Monday, August 28, 2006

Marvin Slim, Navajo 'ring' leader

Among the treasures we found in our adventures at SWAIA’s Santa Fe Indian Market 2006, were Marvin and Luana Slim. We spotted them showing their jewelry under the portal at the Palace of the Governors (see below). Their influence on us was more than casual.

We have long avoided offering Native American Indian jewelry rings, except for a style in silver, gold and silver with gold overlay made by our friend, Michael Kirk of Isleta. We offered them because they were adjustable in size.

Sizing is critical in rings and almost impossible for rings sold over the Web.
Bracelets, earrings, necklaces, pendants, pins and pin/pendants generally offer no sizing problems, assuming the client reads the dimensions of the piece and measures their need.

Rings are different.
So, until we ran into the rings made by Marvin Slim, we didn’t carry them.

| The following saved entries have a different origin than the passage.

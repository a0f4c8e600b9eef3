//! Recovers the plain-text job description of a role entity.

use super::dom::{closest, select_within, text_content};
use super::experience::RoleEntity;
use regex::Regex;
use scraper::{ElementRef, Selector};
use std::sync::LazyLock;
use tracing::debug;

/// Below this many characters a loose span is treated as a label, not a description.
const MIN_LOOSE_TEXT_CHARS: usize = 30;

static SUB_COMPONENTS: LazyLock<Selector> =
    LazyLock::new(|| Selector::parse(".pvs-entity__sub-components").unwrap());
static CHROME: LazyLock<Selector> = LazyLock::new(|| {
    Selector::parse(
        r#"button, a, h1, h2, h3, h4, h5, h6, [role="button"], [data-test-id="position-entity-date-range"]"#,
    )
    .unwrap()
});
static BUTTON: LazyLock<Selector> = LazyLock::new(|| Selector::parse("button").unwrap());

static BR_TAG: LazyLock<Regex> = LazyLock::new(|| Regex::new(r"(?i)<br\s*/?>").unwrap());
static ANY_TAG: LazyLock<Regex> = LazyLock::new(|| Regex::new(r"<[^>]+>").unwrap());
static SPACE_RUN: LazyLock<Regex> = LazyLock::new(|| Regex::new(r"[ \t]{2,}").unwrap());
static SEE_MORE_SUFFIX: LazyLock<Regex> =
    LazyLock::new(|| Regex::new(r"(?:…|\.\.\.)\s*(?:see more|voir plus)\s*$").unwrap());

/// How the matches of a strategy are screened.
#[derive(Debug, Clone, Copy, PartialEq, Eq)]
pub enum MatchKind {
    /// Only the first match is considered; it is rejected if it sits in UI chrome.
    Direct,
    /// The first match outside UI chrome that looks like running text wins.
    Loose,
}

/// One structural pattern that may hold the description.
#[derive(Debug, Clone, Copy)]
pub struct DescriptionStrategy {
    pub selector: &'static str,
    /// Ignore spans nested in a button before picking the first match.
    pub skip_button_descendants: bool,
    pub kind: MatchKind,
}

impl DescriptionStrategy {
    const fn direct(selector: &'static str, skip_button_descendants: bool) -> Self {
        Self {
            selector,
            skip_button_descendants,
            kind: MatchKind::Direct,
        }
    }

    const fn loose(selector: &'static str, skip_button_descendants: bool) -> Self {
        Self {
            selector,
            skip_button_descendants,
            kind: MatchKind::Loose,
        }
    }

    /// Markup of the first acceptable match under `root`.
    pub fn find(&self, root: ElementRef<'_>) -> Option<String> {
        let selector = Selector::parse(self.selector).ok()?;
        let mut matches = select_within(root, &selector)
            .filter(|el| !self.skip_button_descendants || closest(*el, &BUTTON).is_none());

        let found = match self.kind {
            MatchKind::Direct => matches.next().filter(|el| !is_chrome(*el)),
            MatchKind::Loose => matches.find(|el| !is_chrome(*el) && looks_like_running_text(*el)),
        };
        found.map(|el| el.inner_html())
    }
}

/// Tried inside the sub-components region, away from the entry's date row.
pub const SCOPED_STRATEGIES: &[DescriptionStrategy] = &[
    DescriptionStrategy::direct("div.inline-show-more-text span.visually-hidden", false),
    DescriptionStrategy::direct(r#"div.inline-show-more-text span[aria-hidden="true"]"#, true),
];

/// Tried on the whole role entity when the scoped pass found nothing.
pub const BROAD_STRATEGIES: &[DescriptionStrategy] = &[
    DescriptionStrategy::direct("div.inline-show-more-text span.visually-hidden", false),
    DescriptionStrategy::direct(r#"div.inline-show-more-text span[aria-hidden="true"]"#, true),
    DescriptionStrategy::direct(r#"div[tabindex="-1"][dir="ltr"] span.visually-hidden"#, false),
    DescriptionStrategy::direct(r#"div[tabindex="-1"][dir="ltr"] span[aria-hidden="true"]"#, true),
    DescriptionStrategy::loose("span.visually-hidden", false),
    DescriptionStrategy::loose(r#"span[aria-hidden="true"]"#, true),
];

/// Raw markup of the role's description, before normalization.
pub fn find_description_markup(role: &RoleEntity<'_>) -> Option<String> {
    let entity = role.element();

    if let Some(sub_components) = select_within(entity, &SUB_COMPONENTS).next() {
        if let Some(markup) = first_match(sub_components, SCOPED_STRATEGIES) {
            debug!("Description found in sub-components");
            return Some(markup);
        }
    }

    let markup = first_match(entity, BROAD_STRATEGIES);
    if markup.is_some() {
        debug!("Description found with a fallback selector on the whole entry");
    }
    markup
}

/// The role's description as plain text, `None` when it has none.
pub fn extract_description(role: &RoleEntity<'_>) -> Option<String> {
    find_description_markup(role).and_then(|markup| normalize_description(&markup))
}

fn first_match(root: ElementRef<'_>, strategies: &[DescriptionStrategy]) -> Option<String> {
    strategies.iter().find_map(|strategy| strategy.find(root))
}

fn is_chrome(el: ElementRef<'_>) -> bool {
    closest(el, &CHROME).is_some()
}

fn looks_like_running_text(el: ElementRef<'_>) -> bool {
    text_content(el).trim().chars().count() > MIN_LOOSE_TEXT_CHARS || el.inner_html().contains("<br")
}

/// Turns description markup into plain text.
///
/// Line breaks become newlines, tags are stripped, common entities decoded,
/// runs of spaces collapsed and a trailing "…see more" expander label removed.
pub fn normalize_description(markup: &str) -> Option<String> {
    let text = BR_TAG.replace_all(markup, "\n");
    let text = text.replace("&nbsp;", " ").replace('\u{a0}', " ");
    let text = ANY_TAG.replace_all(&text, "");
    let text = decode_entities(&text);
    let text = SPACE_RUN.replace_all(&text, " ");
    let text = text.replace("\n ", "\n");
    let text = SEE_MORE_SUFFIX.replace(&text, "");
    let text = text.trim();

    if text.is_empty() {
        None
    } else {
        Some(text.to_string())
    }
}

fn decode_entities(text: &str) -> String {
    text.replace("&lt;", "<")
        .replace("&gt;", ">")
        .replace("&quot;", "\"")
        .replace("&#39;", "'")
        .replace("&amp;", "&")
}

But Marvin’s rings are both beautiful and adjustable. A little too small or a little too large? Just adjust. With no risk of damage to the stones.

Now we have added a few of Marvin Slim’s rings to our offerings. This sterling silver loop has silver bar with mother of pearl inlay on one end with a turquoise cabochon on the other. This one combines a silver bar with a pink mussel shell cabochon.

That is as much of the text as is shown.